Kv3.1 channelopathy: a novel loss-of-function variant and the mechanistic basis of its clinical phenotypes.

BACKGROUND

KCNC1 encodes Kv3.1, a subunit of the Kv3 voltage-gated potassium channels. It is predominantly expressed in inhibitory GABAergic interneurons and cerebellar neurons. Kv3.1 channelopathy has been linked to a variety of human diseases including epilepsy, developmental delay, and ataxia. Characterization of structural and functional disturbances of this channel, and its relationship to a heterogenous group of clinical phenotypes, is a current topic of research. We herein characterize the clinical phenotype as well as the functional and structural consequences of the novel p.R317S variant. We further set out to explore the mechanistic basis for the spectrum of related channelopathies.

METHODS

Variant was identified via whole-exome sequencing and its functional impact was determined using two-electrode voltage clamp recordings in oocytes.
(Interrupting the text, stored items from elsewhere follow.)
// Keywatch Engine — Notification Dispatcher
//
// Every candidate match either goes out immediately or is held in a delayed
// queue; the choice belongs to a pluggable `DeliveryPolicy`. The sink that
// actually sends the notification is equally abstract — the engine core
// produces payloads, external surfaces consume them.
//
// Payload assembly: when the verifier extracted a matched-item subset, the
// notification shows only those bullets instead of the full post; media is
// filtered to the matched-photo subset when it is a proper subset.

use crate::atoms::constants::{COMPETITOR_BUCKET, DISPATCH_DELAY_HOLD_SECS, DISPATCH_RELEASE_TICK_SECS};
use crate::atoms::error::EngineResult;
use crate::atoms::types::{IncomingMessage, Notification, Subscription};
use crate::engine::verifier::Verdict;
use async_trait::async_trait;
use log::{debug, info, warn};
use parking_lot::Mutex;
use std::collections::VecDeque;
use std::sync::atomic::{AtomicBool, Ordering};
use std::sync::Arc;
use std::time::{Duration, Instant};

// ── Policy & sink seams ────────────────────────────────────────────────────

#[derive(Debug, Clone, Copy)]
pub struct DeliveryDecision {
    pub should_delay: bool,
    pub has_priority_competition: bool,
}

/// Decides, per (user, message, group), whether delivery waits.
#[async_trait]
pub trait DeliveryPolicy: Send + Sync {
    async fn decide(&self, user_id: i64, message_id: i64, group_id: i64) -> DeliveryDecision;
}

/// Default policy: deliver everything immediately.
pub struct ImmediateDelivery;

#[async_trait]
impl DeliveryPolicy for ImmediateDelivery {
    async fn decide(&self, _user_id: i64, _message_id: i64, _group_id: i64) -> DeliveryDecision {
        DeliveryDecision { should_delay: false, has_priority_competition: false }
    }
}

/// External surface that renders and sends a notification to the user.
#[async_trait]
pub trait NotificationSink: Send + Sync {
    async fn deliver(&self, notification: &Notification) -> EngineResult<()>;
}

// ── Dispatcher ─────────────────────────────────────────────────────────────

struct DelayedNotification {
    notification: Notification,
    release_at: Instant,
}

pub struct Dispatcher {
    policy: Arc<dyn DeliveryPolicy>,
    sink: Arc<dyn NotificationSink>,
    queue: Mutex<VecDeque<DelayedNotification>>,
    hold: Duration,
}

impl Dispatcher {
    pub fn new(policy: Arc<dyn DeliveryPolicy>, sink: Arc<dyn NotificationSink>) -> Self {
        Self::with_hold(policy, sink, Duration::from_secs(DISPATCH_DELAY_HOLD_SECS))
    }

    pub fn with_hold(
        policy: Arc<dyn DeliveryPolicy>,
        sink: Arc<dyn NotificationSink>,
        hold: Duration,
    ) -> Self {
        Dispatcher { policy, sink, queue: Mutex::new(VecDeque::new()), hold }
    }

    /// Route one notification through the priority policy. Returns true
    /// when it was delivered immediately, false when enqueued.
    pub async fn dispatch(&self, notification: Notification) -> EngineResult<bool> {
        let decision = self
            .policy
            .decide(notification.user_id, notification.message_id, notification.group_id)
            .await;

        if decision.should_delay {
            debug!(
                "[dispatch] Delaying notification for user {} (competition={})",
                notification.user_id, decision.has_priority_competition
            );
            self.queue
                .lock()
                .push_back(DelayedNotification { notification, release_at: Instant::now() + self.hold });
            return Ok(false);
        }

        self.sink.deliver(&notification).await?;
        Ok(true)
    }

    /// Deliver every queued notification whose hold has expired.
    pub async fn release_due(&self) -> EngineResult<usize> {
        let due: Vec<Notification> = {
            let mut queue = self.queue.lock();
            let now = Instant::now();
            let mut due = Vec::new();
            while queue.front().is_some_and(|d| d.release_at <= now) {
                due.push(queue.pop_front().unwrap().notification);
            }
            due
        };

        let mut delivered = 0;
        for notification in due {
            match self.sink.deliver(&notification).await {
                Ok(()) => delivered += 1,
                Err(e) => warn!(
                    "[dispatch] Delayed delivery failed for user {}: {}",
                    notification.user_id, e
                ),
            }
        }
        if delivered > 0 {
            info!("[dispatch] Released {} delayed notifications", delivered);
        }
        Ok(delivered)
    }

    /// Drain loop for delayed notifications. Runs until the stop signal.
    pub async fn run_release_loop(&self, stop: Arc<AtomicBool>) {
        while !stop.load(Ordering::Relaxed) {
            tokio::time::sleep(Duration::from_secs(DISPATCH_RELEASE_TICK_SECS)).await;
            if let Err(e) = self.release_due().await {
                warn!("[dispatch] Release pass failed: {}", e);
            }
        }
    }

    pub fn queued_len(&self) -> usize {
        self.queue.lock().len()
    }
}

// ── Payload assembly ───────────────────────────────────────────────────────

/// Build the user-visible payload for one matched candidate.
pub fn assemble_payload(
    message: &IncomingMessage,
    sub: &Subscription,
    verdict: &Verdict,
    competitor_count: i64,
) -> Notification {
    let text = if verdict.matched_items.is_empty() {
        message.display_text.clone()
    } else {
        verdict
            .matched_items
            .iter()
            .map(|item| format!("• {}", item))
            .collect::<Vec<_>>()
            .join("\n")
    };

    // Filter media only when the verifier picked a proper subset; an empty
    // or full selection keeps everything.
    let media = if !verdict.matched_photo_indices.is_empty()
        && verdict.matched_photo_indices.len() < message.media.len()
    {
        message
            .media
            .iter()
            .filter(|m| verdict.matched_photo_indices.contains(&m.index))
            .cloned()
            .collect()
    } else {
        message.media.clone()
    };

    Notification {
        user_id: sub.user_id,
        group_name: message.group_name.clone(),
        group_handle: message.group_handle.clone(),
        message_id: message.id,
        group_id: message.group_id,
        text,
        media,
        verifier_reason: if verdict.reason.is_empty() { None } else { Some(verdict.reason.clone()) },
        subscription_query: sub.query.clone(),
        competitor_count,
    }
}

/// Round a distinct-user count to the nearest multiple of five. A single
/// interested user reads as zero competition; for small multi-user counts
/// the bucketed value is preserved even when rounding lands on zero.
pub fn bucket_competitors(distinct_users: usize) -> i64 {
    if distinct_users <= 1 {
        return 0;
    }
    let n = distinct_users as i64;
    ((n + COMPETITOR_BUCKET / 2) / COMPETITOR_BUCKET) * COMPETITOR_BUCKET
}

#[cfg(test)]
mod tests {
    use super::*;
    use crate::atoms::types::MediaItem;

    struct RecordingSink {
        delivered: Mutex<Vec<Notification>>,
    }

    impl RecordingSink {
        fn new() -> Arc<Self> {
            Arc::new(RecordingSink { delivered: Mutex::new(Vec::new()) })
        }
    }

    #[async_trait]
    impl NotificationSink for RecordingSink {
        async fn deliver(&self, notification: &Notification) -> EngineResult<()> {
            self.delivered.lock().push(notification.clone());
            Ok(())
        }
    }

    struct AlwaysDelay;

    #[async_trait]
    impl DeliveryPolicy for AlwaysDelay {
        async fn decide(&self, _u: i64, _m: i64, _g: i64) -> DeliveryDecision {
            DeliveryDecision { should_delay: true, has_priority_competition: true }
        }
    }

    fn message_with_media(count: usize) -> IncomingMessage {
        IncomingMessage {
            id: 5,
            group_id: 100,
            group_name: "market".into(),
            group_handle: Some("market_msk".into()),
            topic_id: None,
            topic_title: None,
            text: "Продаю iPhone 15 Pro и чехол".into(),
            display_text: "Продаю iPhone 15 Pro и чехол".into(),
            media: (0..count)
                .map(|i| MediaItem {
                    index: i,
                    mime: "image/jpeg".into(),
                    width: None,
                    height: None,
                    file_ref: format!("f{}", i),
                })
                .collect(),
            sender_id: 7,
            sender_name: "anna".into(),
            sender_handle: None,
            date: 1_700_000_000,
        }
    }

    fn sample_sub() -> Subscription {
        Subscription {
            id: 1,
            user_id: 10,
            query: "iphone 15 pro".into(),
            keywords: vec!["iphone".into()],
            negative_keywords: vec![],
            description: String::new(),
            embeddings: vec![],
            active: true,
            group_ids: vec![100],
        }
    }

    fn verdict(items: Vec<&str>, photos: Vec<usize>) -> Verdict {
        Verdict {
            is_match: true,
            confidence: 0.9,
            reason: "fits the query".into(),
            matched_items: items.into_iter().map(String::from).collect(),
            matched_photo_indices: photos,
        }
    }

    #[test]
    fn payload_uses_bullets_when_items_matched() {
        let n = assemble_payload(&message_with_media(0), &sample_sub(), &verdict(vec!["iPhone 15 Pro"], vec![]), 5);
        assert_eq!(n.text, "• iPhone 15 Pro");
        assert_eq!(n.verifier_reason.as_deref(), Some("fits the query"));
        assert_eq!(n.competitor_count, 5);
    }

    #[test]
    fn payload_falls_back_to_original_text() {
        let n = assemble_payload(&message_with_media(0), &sample_sub(), &verdict(vec![], vec![]), 0);
        assert_eq!(n.text, "Продаю iPhone 15 Pro и чехол");
    }

    #[test]
    fn media_filtered_only_on_proper_subset() {
        // Proper subset: filter.
        let n = assemble_payload(&message_with_media(3), &sample_sub(), &verdict(vec![], vec![0, 2]), 0);
        assert_eq!(n.media.iter().map(|m| m.index).collect::<Vec<_>>(), vec![0, 2]);

        // Full selection: keep everything.
        let n = assemble_payload(&message_with_media(2), &sample_sub(), &verdict(vec![], vec![0, 1]), 0);
        assert_eq!(n.media.len(), 2);

        // Empty selection: keep everything.
        let n = assemble_payload(&message_with_media(2), &sample_sub(), &verdict(vec![], vec![]), 0);
        assert_eq!(n.media.len(), 2);
    }

    #[test]
    fn competitor_bucketing() {
        assert_eq!(bucket_competitors(0), 0);
        assert_eq!(bucket_competitors(1), 0);
        assert_eq!(bucket_competitors(2), 0);
        assert_eq!(bucket_competitors(3), 5);
        assert_eq!(bucket_competitors(7), 5);
        assert_eq!(bucket_competitors(8), 10);
        assert_eq!(bucket_competitors(12), 10);
        assert_eq!(bucket_competitors(13), 15);
    }

    #[tokio::test]
    async fn immediate_policy_delivers_now() {
        let sink = RecordingSink::new();
        let dispatcher = Dispatcher::new(Arc::new(ImmediateDelivery), sink.clone());
        let n = assemble_payload(&message_with_media(0), &sample_sub(), &verdict(vec![], vec![]), 0);
        assert!(dispatcher.dispatch(n).await.unwrap());
        assert_eq!(sink.delivered.lock().len(), 1);
        assert_eq!(dispatcher.queued_len(), 0);
    }

    #[tokio::test]
    async fn delay_policy_enqueues_then_releases() {
        let sink = RecordingSink::new();
        let dispatcher =
            Dispatcher::with_hold(Arc::new(AlwaysDelay), sink.clone(), Duration::from_millis(0));
        let n = assemble_payload(&message_with_media(0), &sample_sub(), &verdict(vec![], vec![]), 0);
        assert!(!dispatcher.dispatch(n).await.unwrap());
        assert_eq!(dispatcher.queued_len(), 1);
        assert!(sink.delivered.lock().is_empty());

        let released = dispatcher.release_due().await.unwrap();
        assert_eq!(released, 1);
        assert_eq!(sink.delivered.lock().len(), 1);
        assert_eq!(dispatcher.queued_len(), 0);
    }
}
Homolog modeling and structural analysis were performed on the p.R317S variant and other related variants.

RESULTS

We identified a novel loss-of-function KCNC1 variant c.949C>A (p.R317S) presenting with symptoms similar to myoclonic epilepsy and ataxia due to potassium channel (MEAK), but with distinct radiological features. Functional analysis in the oocyte's expression system revealed that the current amplitudes were significantly decreased in the p.R317S variant compared to the wild type, indicating a dominant-negative effect. Atomic structural analysis of the related variants provided a possible mechanistic explanation for the heterogeneity in the clinical spectrum.

CONCLUSIONS

We have identified the p.R317S loss-of-function variant in the gene, expanded the spectrum of potassium channelopathy and provided mechanistic insights into related disorders.